1st November 2022
What is IVF?
In Vitro Fertilisation (IVF) is an advanced fertility treatment designed to help facilitate pregnancy by creation of embryos by mixing egg and sperm in a laboratory and then transferring the embryo into the uterus. For this to be more efficient, the person undergoing treatment is given medication to stimulate the production of more eggs. More eggs lead to more embryos from which the best embryo/s can be selected for the best possible chances of pregnancy.
Who is it for?
As explained by Dr. Abha Bhat, Consultant Gynaecologist, the ideal indication of IVF is blocked/damaged tubes. However, this treatment would be advised to any person or couple who have failed to conceive over a period of more than two years. They may have tried naturally or have had unsuccessful treatment with IUI or ovulation induction. They may have a reason such as irregular periods, endometriosis, or have no reason at all to explain the delay in conception.
It is important to understand that suboptimal sperm quality may be present either alone or in combination with other factors. In these cases, a special type of fertility treatment called Intra-Cytoplasmic Sperm Injection (ICSI) is recommended.
When is IVF recommended?
IVF may be used in general to describe fertility treatments involving the creation of embryos in a laboratory. However, scientifically IVF refers to the technique of creating embryos by mixing eggs with ‘washed’ sperm of a specific concentration on the day of the egg retrieval. Therefore, to make it up to the requisite concentration, the sperm quality must meet specific criteria on the day of egg collection. Since sperm quality varies from time to time, it is not possible to guarantee that IVF is the optimal technique based on prior sperm parameters.

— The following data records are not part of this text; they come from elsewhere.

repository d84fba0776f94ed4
use std::sync::Arc;

use crate::cache::ItemCache;
use crate::config::Config;
use crate::db::DbPool;
use crate::pages::PageServer;
use crate::scheduler::ImportScheduler;

#[derive(Clone)]
pub struct AppState {
    pub config: Arc<Config>,
    pub db: DbPool,
    pub scheduler: Arc<ImportScheduler>,
    pub cache: Arc<ItemCache>,
    pub pages: PageServer,
}

impl AppState {
    /// Wire up the shared services. Spawns the import workers, so it must
    /// run inside a Tokio runtime.
    pub fn new(config: Config, db: DbPool) -> Self {
        let cache = Arc::new(ItemCache::new());
        let scheduler = ImportScheduler::start(db.clone(), &config, Arc::clone(&cache));
        let pages = PageServer::new(&config.reader);
        Self {
            config: Arc::new(config),
            db,
            scheduler,
            cache,
            pages,
        }
    }
}
use std::io::Cursor;
use std::path::Path;
use std::process::{Command, Stdio};

use crate::scanner::parsers::{BookMeta, split_list, strip_meta};

const DEFAULT_JPEG_QUALITY: u8 = 85;

pub fn ddjvu_available() -> bool {
    tool_available("ddjvu")
}

pub fn djvused_available() -> bool {
    tool_available("djvused")
}

fn tool_available(name: &str) -> bool {
    Command::new(name)
        .arg("-h")
        .stdout(Stdio::null())
        .stderr(Stdio::null())
        .status()
        .is_ok()
}

#[derive(Debug, Clone, Default, PartialEq)]
pub struct DjvuInfo {
    pub pages: i64,
    pub title: String,
    pub author: String,
    pub subject: String,
    pub keywords: String,
}

impl DjvuInfo {
    pub fn to_meta(&self) -> BookMeta {
        BookMeta {
            title: strip_meta(&self.title),
            authors: split_list(&self.author),
            summary: self.subject.clone(),
            tags: split_list(&self.keywords)
                .into_iter()
                .map(|t| t.to_lowercase())
                .collect(),
            ..Default::default()
        }
    }
}

/// Page count and document metadata via `djvused -e "n; print-meta"`.
pub fn info(path: &Path) -> Result<DjvuInfo, DjvuError> {
    let output = Command::new("djvused")
        .arg(path)
        .arg("-e")
        .arg("n; print-meta")
        .stdin(Stdio::null())
        .output()
        .map_err(DjvuError::Spawn)?;
    if !output.status.success() {
        return Err(DjvuError::ExitStatus(output.status.code()));
    }
    Ok(parse_djvused(&String::from_utf8_lossy(&output.stdout)))
}

/// First line is the page count, the rest are `key "value"` pairs.
pub fn parse_djvused(text: &str) -> DjvuInfo {
    let mut info = DjvuInfo::default();
    let mut lines = text.lines();
    if let Some(first) = lines.next() {
        info.pages = first.trim().parse().unwrap_or(0);
    }
    for line in lines {
        let Some((key, value)) = line.trim().split_once(|c: char| c.is_whitespace()) else {
            continue;
        };
        let value = value.trim();
        let value = value
            .strip_prefix('"')
            .and_then(|v| v.strip_suffix('"'))
            .unwrap_or(value)
            .replace("\\\"", "\"");
        match key.to_ascii_lowercase().as_str() {
            "title" => info.title = value,
            "author" => info.author = value,
            "subject" => info.subject = value,
            "keywords" => info.keywords = value,
            _ => {}
        }
    }
    info
}

/// Render page `page` (1-based) to JPEG through ddjvu's PNM output.
pub fn render_page_jpeg(path: &Path, page: i64, scale_to: Option<u32>) -> Result<Vec<u8>, DjvuError> {
    if page < 1 {
        return Err(DjvuError::PageOutOfRange(page));
    }
    let mut cmd = Command::new("ddjvu");
    cmd.arg(format!("-page={page}")).arg("-format=ppm");
    if let Some(scale) = scale_to {
        cmd.arg(format!("-size={scale}x{scale}"));
    }
    let output = cmd
        .arg(path)
        .arg("-")
        .stdin(Stdio::null())
        .output()
        .map_err(DjvuError::Spawn)?;

    if !output.status.success() {
        return Err(DjvuError::ExitStatus(output.status.code()));
    }

    let image = image::load_from_memory_with_format(&output.stdout, image::ImageFormat::Pnm)
        .map_err(DjvuError::DecodeOutput)?;

    let mut jpeg = Cursor::new(Vec::new());
    let mut encoder =
        image::codecs::jpeg::JpegEncoder::new_with_quality(&mut jpeg, DEFAULT_JPEG_QUALITY);
    encoder
        .encode_image(&image)
        .map_err(DjvuError::EncodeJpeg)?;

    Ok(jpeg.into_inner())
}

#[derive(Debug, thiserror::Error)]
pub enum DjvuError {
    #[error("failed to start DjVu tool: {0}")]
    Spawn(std::io::Error),
    #[error("DjVu tool exited with status {0:?}")]
    ExitStatus(Option<i32>),
    #[error("failed to decode ddjvu output: {0}")]
    DecodeOutput(image::ImageError),
    #[error("failed to encode JPEG: {0}")]
    EncodeJpeg(image::ImageError),
    #[error("page {0} out of range")]
    PageOutOfRange(i64),
}
/// Import every watched folder once, then refresh derived data.
pub async fn run_scan(pool: &DbPool, config: &Config) -> Result<ImportStats, ScanError> {
    let settings = ImportSettings::from(&config.library);
    let progress = Progress::default();
    let mut stats = ImportStats::default();
    for root in &config.library.folders {
        let request = ImportRequest::folder(root, false, false);
        stats.merge(import_folder(pool, &settings, &request, &progress).await?);
    }
    finalize(pool, &stats.touched_series).await?;
    Ok(stats)
}

/// Recompute counts of touched series and the global counters.
pub async fn finalize(pool: &DbPool, touched: &HashSet<String>) -> Result<(), sqlx::Error> {
    for id in touched {
        series::update_counts(pool, id).await?;
    }
    counters::update_all(pool).await
}

/// Reconcile one watched folder with the catalog.
pub async fn import_folder(
    pool: &DbPool,
    settings: &ImportSettings,
    request: &ImportRequest,
    progress: &Progress,
) -> Result<ImportStats, ScanError> {
    let root = request.root.clone();
    if !root.is_dir() {
        return Err(ScanError::MissingRoot(root));
    }
    let root_str = root.to_string_lossy().to_string();
    info!("Importing {}", root.display());

    let mut stats = ImportStats::default();

    let walk_root = root.clone();
    let extensions = settings.extensions.clone();
    let files = tokio::task::spawn_blocking(move || collect_files(&walk_root, &extensions))
        .await
        .map_err(|e| ScanError::Internal(e.to_string()))?;
    stats.files_found = files.len() as u64;

    let on_disk: HashSet<String> = files
        .iter()
        .map(|(p, _)| p.to_string_lossy().to_string())
        .collect();
    let candidate_dirs: HashSet<PathBuf> = files
        .iter()
        .filter_map(|(p, _)| p.parent().map(Path::to_path_buf))
        .collect();

    // Archives whose file is gone.
    let catalogued = archives::list_under(pool, &root_str).await?;
    let (present, missing): (Vec<Archive>, Vec<Archive>) = catalogued
        .into_iter()
        .partition(|a| on_disk.contains(&a.folder));
    if !missing.is_empty() {
        let ids: Vec<String> = missing.iter().map(|a| a.content_id.clone()).collect();
        stats.archives_deleted = archives::delete_by_ids(pool, &ids).await?;
        for archive in &missing {
            debug!("Removed {} from catalog", archive.folder);
            covers::remove(&settings.covers_path, &archive.content_id);
            stats.touched_series.insert(archive.series_id.clone());
        }
    }

    // Series whose folder vanished or no longer holds candidates, and
    // series left without archives.
    let stale_series: Vec<String> = series::list_under(pool, &root_str)
        .await?
        .into_iter()
        .filter(|s| series_is_stale(s, &on_disk, &candidate_dirs))
        .map(|s| s.content_id)
        .chain(series::list_orphans(pool).await?)
        .collect::<HashSet<_>>()
        .into_iter()
        .collect();
    if !stale_series.is_empty() {
        stats.series_deleted = series::delete_by_ids(pool, &stale_series).await?;
        for id in &stale_series {
            stats.touched_series.remove(id);
        }
    }

    let mut known = KnownArchives::from_pairs(archives::id_folder_pairs(pool).await?);
    let mut by_folder: HashMap<String, Archive> =
        present.into_iter().map(|a| (a.folder.clone(), a)).collect();

    let chosen: Vec<(PathBuf, u64)> = files
        .into_iter()
        .filter(|(path, _)| request.wants(path))
        .filter(|(path, size)| {
            let key = path.to_string_lossy();
            match by_folder.get(key.as_ref()) {
                None => true,
                Some(existing) if existing.deleted => request.reimport,
                Some(existing) => {
                    request.reimport || request.target.is_some() || existing.file_size != *size as i64
                }
            }
        })
        .collect();
    stats.unchanged = stats.files_found - chosen.len() as u64;
    progress.total.fetch_add(chosen.len() as u64, Ordering::SeqCst);
    debug!("{} of {} files need import", chosen.len(), stats.files_found);

    for (path, _) in chosen {
        let folder = path.to_string_lossy().to_string();
        let existing = by_folder.remove(&folder);
        let extract_cover = request.refresh_covers
            || existing
                .as_ref()
                .is_none_or(|a| !covers::exists(&settings.covers_path, &a.content_id));

        let build_path = path.clone();
        let build_existing = existing.clone();
        let reimport = request.reimport;
        let import_chapters = settings.import_chapters;
        let opts = settings.recognition;
        let joined = tokio::task::spawn_blocking(move || {
            let ctx = BuildContext {
                reimport,
                import_chapters,
                extract_cover,
                opts,
                known: &known,
                existing: build_existing.as_ref(),
            };
            let outcome = builder::build(&build_path, &ctx);
            (outcome, known)
        })
        .await;

        let outcome = match joined {
            Ok((outcome, returned)) => {
                known = returned;
                outcome
            }
            Err(e) => {
                // The known set went down with the task; rebuild it.
                warn!("Import task for {} failed: {e}", path.display());
                known = KnownArchives::from_pairs(archives::id_folder_pairs(pool).await?);
                stats.errors += 1;
                progress.failed.fetch_add(1, Ordering::SeqCst);
                progress.processed.fetch_add(1, Ordering::SeqCst);
                continue;
            }
        };

        match outcome {
            Ok(BuildOutcome::Built(content)) => {
                let single = path.parent() == Some(root.as_path());
                match persist(pool, settings, &path, single, *content, request.reimport).await {
                    Ok(persisted) => {
                        known.insert(persisted.content_id, folder);
                        stats.touched_series.insert(persisted.series_id);
                        stats.history_repaired += persisted.history_repaired;
                        stats.imported += 1;
                    }
                    Err(e) => {
                        warn!("Failed to store {}: {e}", path.display());
                        stats.errors += 1;
                        progress.failed.fetch_add(1, Ordering::SeqCst);
                    }
                }
            }
            Ok(BuildOutcome::Duplicate {
                content_id,
                existing_folder,
            }) => {
                debug!(
                    "Skipping {}: {content_id} already catalogued at {existing_folder}",
                    path.display()
                );
                stats.duplicates += 1;
            }
            Ok(BuildOutcome::Unsupported(media_type)) => {
                debug!("Skipping {}: unsupported content {media_type:?}", path.display());
                stats.unsupported += 1;
            }
            Err(e) => {
                warn!("Failed to import {}: {e}", path.display());
                stats.errors += 1;
                progress.failed.fetch_add(1, Ordering::SeqCst);
            }
        }
        progress.processed.fetch_add(1, Ordering::SeqCst);
    }

    info!(
        "Import of {} done: found={}, imported={}, unchanged={}, duplicates={}, deleted={}, errors={}",
        root.display(),
        stats.files_found,
        stats.imported,
        stats.unchanged,
        stats.duplicates,
        stats.archives_deleted,
        stats.errors
    );
    Ok(stats)
}
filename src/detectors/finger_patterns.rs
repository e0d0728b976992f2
//! Finger-extension heuristic: classifies by which fingers are up.

use super::Detection;
use crate::tracking::{Landmark, FINGER_MCPS, FINGER_TIPS, LANDMARK_COUNT};

const PATTERN_CONFIDENCE: f64 = 0.85;

/// Named extension patterns, thumb..pinky. First entry to match wins;
/// the match must be exact in all five positions.
const PATTERNS: &[(&str, [bool; 5])] = &[
    ("A", [false, false, false, false, false]), // Closed fist
    ("B", [false, true, true, true, true]),     // Open palm, thumb folded
    ("D", [false, true, false, false, false]),  // Index finger up
    ("F", [true, true, false, false, false]),   // Thumb and index touching
    ("I", [false, false, false, false, true]),  // Pinky up
    ("L", [true, true, false, false, false]),   // Thumb and index forming L
    ("V", [false, true, true, false, false]),   // Peace sign
    ("W", [false, true, true, true, false]),    // Three fingers up
    ("Y", [true, false, false, false, true]),   // Thumb and pinky out
];

pub fn detect(landmarks: &[Landmark]) -> Option<Detection> {
    if landmarks.len() != LANDMARK_COUNT {
        return None;
    }

    // A finger is extended when its tip sits above its base joint
    // (smaller y in image coordinates).
    let mut extended = [false; 5];
    for (i, (&tip, &mcp)) in FINGER_TIPS.iter().zip(FINGER_MCPS.iter()).enumerate() {
        extended[i] = landmarks[tip].y < landmarks[mcp].y;
    }

    for (symbol, pattern) in PATTERNS {
        if extended == *pattern {
            return Some(Detection::new(*symbol, PATTERN_CONFIDENCE));
        }
    }

    None
}
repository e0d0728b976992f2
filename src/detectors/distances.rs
//! Key-point distance heuristic: thumb-to-index pinch shapes.

use super::Detection;
use crate::geometry::distance;
use crate::tracking::{Landmark, LANDMARK_COUNT, WRIST};

const F_CONFIDENCE: f64 = 0.9;
const OK_CONFIDENCE: f64 = 0.85;

pub fn detect(landmarks: &[Landmark]) -> Option<Detection> {
    if landmarks.len() != LANDMARK_COUNT {
        return None;
    }

    let thumb_tip = &landmarks[4];
    let index_tip = &landmarks[8];
    let pinch = distance(thumb_tip, index_tip);

    // Thumb and index touching reads as "F". Checked first, so the OK
    // band below is effectively (0.05, 0.08).
    if pinch < 0.05 {
        return Some(Detection::new("F", F_CONFIDENCE));
    }

    // Thumb and index forming a ring, remaining fingers raised.
    if pinch < 0.08 && pinch > 0.02 {
        let wrist = &landmarks[WRIST];
        let raised = [12usize, 16, 20]
            .iter()
            .all(|&tip| landmarks[tip].y < wrist.y);
        if raised {
            return Some(Detection::new("OK", OK_CONFIDENCE));
        }
    }

    None
}
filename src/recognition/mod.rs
pub mod clock;
pub mod recognizer;
pub mod temporal;
pub mod voting;

pub use clock::{Clock, ManualClock, SystemClock};
pub use recognizer::{GestureRecognizer, RecognizedGesture};
pub use temporal::TemporalFilter;
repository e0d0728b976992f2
pub mod config;
pub mod logging;

pub use config::Config;
//! Static sign catalog and practice descriptions. Read-only tables in
//! the same symbol namespace the recognizer emits, consumed by the
//! presentation layer.

use serde::Serialize;

#[derive(Debug, Clone, Copy, PartialEq, Eq, Serialize)]
#[serde(rename_all = "lowercase")]
pub enum GestureCategory {
    Letter,
    Word,
    Phrase,
}

#[derive(Debug, Clone, Serialize)]
pub struct GestureInfo {
    pub id: &'static str,
    pub name: &'static str,
    pub category: GestureCategory,
}

/// Every symbol or word the recognizer can emit.
pub const CATALOG: &[GestureInfo] = &[
    GestureInfo { id: "a", name: "A", category: GestureCategory::Letter },
    GestureInfo { id: "b", name: "B", category: GestureCategory::Letter },
    GestureInfo { id: "c", name: "C", category: GestureCategory::Letter },
    GestureInfo { id: "d", name: "D", category: GestureCategory::Letter },
    GestureInfo { id: "f", name: "F", category: GestureCategory::Letter },
    GestureInfo { id: "i", name: "I", category: GestureCategory::Letter },
    GestureInfo { id: "l", name: "L", category: GestureCategory::Letter },
    GestureInfo { id: "o", name: "O", category: GestureCategory::Letter },
    GestureInfo { id: "s", name: "S", category: GestureCategory::Letter },
    GestureInfo { id: "v", name: "V", category: GestureCategory::Letter },
    GestureInfo { id: "w", name: "W", category: GestureCategory::Letter },
    GestureInfo { id: "y", name: "Y", category: GestureCategory::Letter },
    GestureInfo { id: "ok", name: "OK", category: GestureCategory::Word },
    GestureInfo { id: "hello", name: "Hello", category: GestureCategory::Word },
    GestureInfo { id: "thank_you", name: "Thank You", category: GestureCategory::Word },
    GestureInfo { id: "please", name: "Please", category: GestureCategory::Word },
    GestureInfo { id: "sorry", name: "Sorry", category: GestureCategory::Word },
];

pub fn catalog_entry(symbol: &str) -> Option<&'static GestureInfo> {
    let key = normalize_key(symbol);
    CATALOG.iter().find(|info| info.id == key)
}

/// Lowercases and maps spaces to underscores so "Thank You", "thank you"
/// and "thank_you" all resolve to the same entry.
pub fn normalize_key(symbol: &str) -> String {
    symbol.trim().to_lowercase().replace(' ', "_")
}

/// Human-readable practice description for a symbol or word, keyed by
/// normalized id.
pub fn description(symbol: &str) -> Option<&'static str> {
    let key = normalize_key(symbol);
    let text = match key.as_str() {
        "a" => "Make a fist with your thumb resting against the side of your index finger.",
        "b" => "Hold your hand up with palm facing out, fingers straight up, thumb folded across your palm.",
        "c" => "Curve your hand into a C shape, as if holding a small cup.",
        "d" => "Point your index finger straight up, fold other fingers down, thumb touching middle finger.",
        "e" => "Curl all your fingers so fingertips touch your thumb, forming a closed fist.",
        "f" => "Touch your thumb to your index finger, other fingers straight up.",
        "g" => "Point your index finger and thumb horizontally, other fingers folded.",
        "h" => "Extend index and middle fingers horizontally, other fingers folded.",
        "i" => "Extend your pinky finger up, other fingers folded, thumb across fingers.",
        "j" => "Make the letter I, then trace a J shape in the air.",
        "k" => "Extend index and middle fingers upward in a V, thumb between them.",
        "l" => "Extend index finger up and thumb out, forming an L shape.",
        "m" => "Place thumb under your first three fingers.",
        "n" => "Place thumb under your first two fingers.",
        "o" => "Curve all fingers to form an O shape.",
        "p" => "Make the letter K but point it downward.",
        "q" => "Point index finger and thumb down, forming a G upside down.",
        "r" => "Cross your index and middle fingers.",
        "s" => "Make a fist with thumb across your fingers.",
        "t" => "Place thumb between index and middle finger.",
        "u" => "Extend index and middle fingers upward, touching.",
        "v" => "Extend index and middle fingers upward in a V shape.",
        "w" => "Extend index, middle, and ring fingers upward.",
        "x" => "Curve your index finger into a hook shape.",
        "y" => "Extend thumb and pinky, fold other fingers.",
        "z" => "Trace the letter Z in the air with your index finger.",
        "ok" => "Touch thumb and index in a ring, remaining fingers raised.",
        "hello" => "Wave with an open palm, fingers slightly spread.",
        "please" => "Place open palm on chest and move in a circular motion.",
        "thank_you" => "Touch fingertips to lips, then move hand forward toward the person.",
        "yes" => "Make a fist and nod it up and down like a head nodding.",
        "no" => "Tap index and middle finger against thumb repeatedly.",
        "sorry" => "Make a fist and circle it on your chest.",
        "help" => "Place one fist on top of the other palm, lift both hands together.",
        "love" => "Cross both hands over your chest.",
        "family" => "Make F handshapes with both hands, circle them around each other.",
        "friend" => "Hook index fingers together, then flip and hook again.",
        "water" => "Make W handshape and tap it against your chin.",
        "food" => "Touch fingertips to lips repeatedly.",
        "more" => "Touch fingertips of both hands together repeatedly.",
        "finished" => "Hold both hands up with palms facing out, then flip them down.",
        _ => return None,
    };
    Some(text)
}
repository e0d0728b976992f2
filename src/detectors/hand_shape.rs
//! Whole-hand shape heuristic: overall openness of the hand.

use super::Detection;
use crate::geometry::distance;
use crate::tracking::{Landmark, FINGER_TIPS, LANDMARK_COUNT, PALM_CENTER, WRIST};

const S_CONFIDENCE: f64 = 0.8;
const HELLO_CONFIDENCE: f64 = 0.7;

const CLOSED_OPENNESS: f64 = 0.15;
const OPEN_OPENNESS: f64 = 0.25;

pub fn detect(landmarks: &[Landmark]) -> Option<Detection> {
    if landmarks.len() != LANDMARK_COUNT {
        return None;
    }

    let wrist = &landmarks[WRIST];

    // Mean fingertip distance from the wrist: a proxy for how open the
    // hand is, independent of which fingers are doing what.
    let openness = FINGER_TIPS
        .iter()
        .map(|&tip| distance(&landmarks[tip], wrist))
        .sum::<f64>()
        / FINGER_TIPS.len() as f64;

    if openness < CLOSED_OPENNESS {
        // Tight fist with the thumb wrapped across reads as "S".
        let thumb_tip = &landmarks[4];
        let palm_center = &landmarks[PALM_CENTER];
        if thumb_tip.x > palm_center.x {
            return Some(Detection::new("S", S_CONFIDENCE));
        }
    }

    if openness > OPEN_OPENNESS {
        return Some(Detection::new("Hello", HELLO_CONFIDENCE));
    }

    None
}

#[cfg(test)]
mod tests {
    use super::super::fixtures::{fist, hand_with_extensions, open_palm};
    use super::*;

    #[test]
    fn wide_open_hand_reads_as_hello() {
        let result = detect(&open_palm()).unwrap();
        assert_eq!(result.symbol, "Hello");
        assert_eq!(result.confidence, 0.7);
    }

    #[test]
    fn tight_fist_with_wrapped_thumb_reads_as_s() {
        let mut lms = fist();
        // Pull every fingertip close to the wrist and wrap the thumb
        // across the palm, past the palm center.
        for &tip in &FINGER_TIPS {
            lms[tip] = Landmark::new(0.52, 0.62, 0.0);
        }
        lms[4] = Landmark::new(0.56, 0.64, 0.0);
        let result = detect(&lms).unwrap();
        assert_eq!(result.symbol, "S");
        assert_eq!(result.confidence, 0.8);
    }

    #[test]
    fn tight_fist_without_wrapped_thumb_has_no_opinion() {
        let mut lms = fist();
        for &tip in &FINGER_TIPS {
            lms[tip] = Landmark::new(0.48, 0.62, 0.0);
        }
        assert!(detect(&lms).is_none());
    }

    #[test]
    fn middling_openness_has_no_opinion() {
        assert!(detect(&hand_with_extensions([false, true, false, true, false])).is_none());
    }
}
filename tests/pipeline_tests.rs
//! End-to-end pipeline tests: detectors through voting, temporal
//! confirmation, and word matching, all on simulated time.

use std::rc::Rc;

use sign_language_recognizer::recognition::ManualClock;
use sign_language_recognizer::sequence::{self, SymbolBuffer};
use sign_language_recognizer::tracking::Landmark;
use sign_language_recognizer::{GestureRecognizer, HandFrame, Handedness, TranslationSession};

const FINGER_X: [f64; 5] = [0.30, 0.42, 0.50, 0.58, 0.66];

/// Synthetic hand with the given per-finger extension, shaped so only
/// the finger-pattern heuristic (or none) has an opinion.
fn hand_with_extensions(extended: [bool; 5]) -> Vec<Landmark> {
    let mut lms = vec![Landmark::new(0.5, 0.5, 0.0); 21];
    lms[0] = Landmark::new(0.5, 0.7, 0.0);

    let thumb_ys: [f64; 4] = if extended[0] {
        [0.625, 0.60, 0.525, 0.45]
    } else {
        [0.575, 0.60, 0.675, 0.75]
    };
    for (i, y) in thumb_ys.iter().enumerate() {
        lms[1 + i] = Landmark::new(FINGER_X[0], *y, 0.0);
    }

    for finger in 1..5 {
        let base = 1 + finger * 4;
        let ys: [f64; 4] = if extended[finger] {
            [0.60, 0.55, 0.50, 0.45]
        } else {
            [0.60, 0.65, 0.70, 0.75]
        };
        for (i, y) in ys.iter().enumerate() {
            lms[base + i] = Landmark::new(FINGER_X[finger], *y, 0.0);
        }
    }

    lms
}

fn fist() -> Vec<Landmark> {
    hand_with_extensions([false; 5])
}

fn recognizer_at(clock: &ManualClock) -> GestureRecognizer {
    GestureRecognizer::with_clock(Rc::new(clock.clone()))
}

#[test]
fn triple_fist_confirms_a_on_the_third_call() {
    let clock = ManualClock::new(0);
    let mut recognizer = recognizer_at(&clock);
    let hand = fist();

    assert!(recognizer.recognize(&hand).is_none());
    clock.advance(300);
    assert!(recognizer.recognize(&hand).is_none());
    clock.advance(300);
    let result = recognizer.recognize(&hand).expect("third frame confirms");
    assert_eq!(result.symbol, "A");
    // Confirmed confidence is at least the raw ensemble score.
    assert!(result.confidence >= 0.85);
}

#[test]
fn single_frame_of_a_valid_pattern_is_suppressed() {
    let clock = ManualClock::new(0);
    for pattern in [
        [false, false, false, false, false],
        [false, true, false, false, false],
        [false, true, true, false, false],
        [true, false, false, false, true],
    ] {
        let mut recognizer = recognizer_at(&clock);
        assert!(
            recognizer.recognize(&hand_with_extensions(pattern)).is_none(),
            "single frame of {pattern:?} must not surface"
        );
    }
}

#[test]
fn stale_history_never_counts_toward_consistency() {
    let clock = ManualClock::new(0);
    let mut recognizer = recognizer_at(&clock);
    let hand = fist();

    recognizer.recognize(&hand);
    clock.advance(400);
    recognizer.recognize(&hand);

    // Past the 2000ms window the count restarts, so two more frames are
    // still not enough and the third fresh one confirms.
    clock.advance(2_500);
    assert!(recognizer.recognize(&hand).is_none());
    clock.advance(200);
    assert!(recognizer.recognize(&hand).is_none());
    clock.advance(200);
    assert!(recognizer.recognize(&hand).is_some());
}

#[test]
fn malformed_landmark_counts_return_none_immediately() {
    let mut recognizer = GestureRecognizer::new();
    for count in [0usize, 20, 22] {
        let lms = vec![Landmark::new(0.5, 0.5, 0.0); count];
        assert!(recognizer.recognize(&lms).is_none(), "count {count}");
    }
}

#[test]
fn any_valid_input_yields_none_or_bounded_confidence() {
    // Deterministic pseudo-random poses; every emitted confidence must
    // stay within [0, 0.95] no matter the pose.
    let mut seed: u64 = 0x5EED;
    let mut next = move || {
        seed = seed.wrapping_mul(6364136223846793005).wrapping_add(1442695040888963407);
        (seed >> 33) as f64 / (1u64 << 31) as f64
    };

    let clock = ManualClock::new(0);
    let mut recognizer = recognizer_at(&clock);
    for _ in 0..200 {
        let lms: Vec<Landmark> = (0..21)
            .map(|_| Landmark::new(next(), next(), next() - 0.5))
            .collect();
        // Repeat each pose so temporal consistency can trigger.
        for _ in 0..3 {
            if let Some(result) = recognizer.recognize(&lms) {
                assert!(result.confidence >= 0.0 && result.confidence <= 0.95);
            }
            clock.advance(50);
        }
    }
}

#[test]
fn hello_sequence_matches_and_one_short_does_not() {
    let mut buffer = SymbolBuffer::new();
    for s in ["V", "H", "E", "L", "L"] {
        buffer.push(s);
    }
    assert_eq!(sequence::match_word(&buffer.symbols()), None);

    buffer.push("O");
    assert_eq!(sequence::match_word(&buffer.symbols()), Some("hello"));
}

#[test]
fn session_accumulates_confirmed_symbols() {
    let clock = ManualClock::new(0);
    let mut session = TranslationSession::with_clock(Rc::new(clock.clone()), 0.7);

    // Drive "Hello" to confirmation; the word table has no single-symbol
    // entries, so the buffer keeps the confirmed symbols as-is.
    let open = hand_with_extensions([true; 5]);
    let frame = HandFrame::new(Handedness::Right, open, 0.95).unwrap();
    let mut confirmed = 0;
    for _ in 0..6 {
        if session.process_hand(&frame).is_some() {
            confirmed += 1;
        }
        clock.advance(100);
    }
    assert!(confirmed >= 1);
    assert!(!session.recent_symbols().is_empty());
    assert!(session.stats().total_detections >= 1);
}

IVF with a sperm sample that is not within normal range can significantly reduce the likelihood of fertilisation. In this event, the optimal treatment modality would be ICSI. You will be informed about this, and the necessary procedure will be done only after your informed consent.
The inseminated eggs are incubated overnight which gives the sperm an opportunity to fertilise the mature eggs. The following morning the inseminated eggs are assessed for signs of fertilisation by one of our embryologists. On average 60-70% of eggs will fertilise if the sperm sample is suitable for IVF treatment.
What are the steps of IVF?
The most common protocol used for IVF is called short protocol or antagonist protocol. The protocol that was previously considered as a gold standard is called long protocol. Currently short protocol is considered the ideal treatment protocol of almost all patients. The steps are:
Step 1: Stimulation
This starts on the second or third day of your cycle when a scan is done to assess the ovaries and uterus and to decide/confirm the dose of daily injections of Follicle Stimulating Hormone (FSH). As this hormone works on the small follicles (called antral follicles), these start growing. A daily (antagonist) injection designed to prevent a premature ovulation is also started once the follicles become bigger. Once the follicles reach the right size, a last ‘trigger’ injection is given to prepare the eggs and follicles for egg collection.
Step 2: Egg collection
Egg collection is done in deep sedation 36 hours after the trigger injection. Eggs are retrieved using a special needle introduced vaginally under ultrasound guidance. Each follicle is aspirated individually until all visible follicles are drained from both ovaries. The procedure will take approximately thirty minutes, after which you will be transferred to recovery to be cared for by our specialist nursing team.
Step 3: Collecting sperm
Following admission, the male partner will provide a fresh semen sample to be checked for quality and prepared by a special washing technique in the laboratory. A known concentration of the prepared sperm sample is added to your collected eggs in a culture dish and incubated. If you are using donated sperm, your selected donor sperm is removed from frozen storage, thawed, and prepared in the same way.
Step 4: Fertilisation of eggs in the laboratory
Your eggs are mixed with the sperm and incubated overnight to allow fertilisation to take place. The embryologist will assess the inseminated eggs for signs of fertilisation the following morning. On average, 60–70% of eggs will fertilise normally with the sperm provided at egg collection. Depending on the number of eggs that have been fertilised, your transfer will be scheduled for either Day 3 or Day 5 of culture.
If your sperm sample on the day of egg collection is not within normal range, we can easily convert your IVF treatment cycle to ICSI whereby a single normal sperm is selected and injected directly into each egg.
Step 5: Embryo transfer
Embryo transfers can take place on day 3 or day 5. If there are still embryos in culture after embryo transfer, or if a transfer is not planned for your cycle, then embryos are assessed on days 5 and 6 for their suitability to be frozen for future use. If they are good-quality blastocysts and contain the visible and necessary structures known to give rise to a pregnancy, they can be frozen for use in the future.
We strongly believe that embryos should be replaced at the optimum stage of development, after proving themselves by a process of self-selection. It is for this reason that Herts & Essex perform embryo transfer seven days a week, on Days 3 and 5 following collection.
For women under the age of 40, one or two embryos can be transferred. If you are over 40, a maximum of three embryos can be returned. The number of embryos transferred is restricted because of the risks associated with multiple births. If the remaining embryos are suitable, they may be frozen for future use.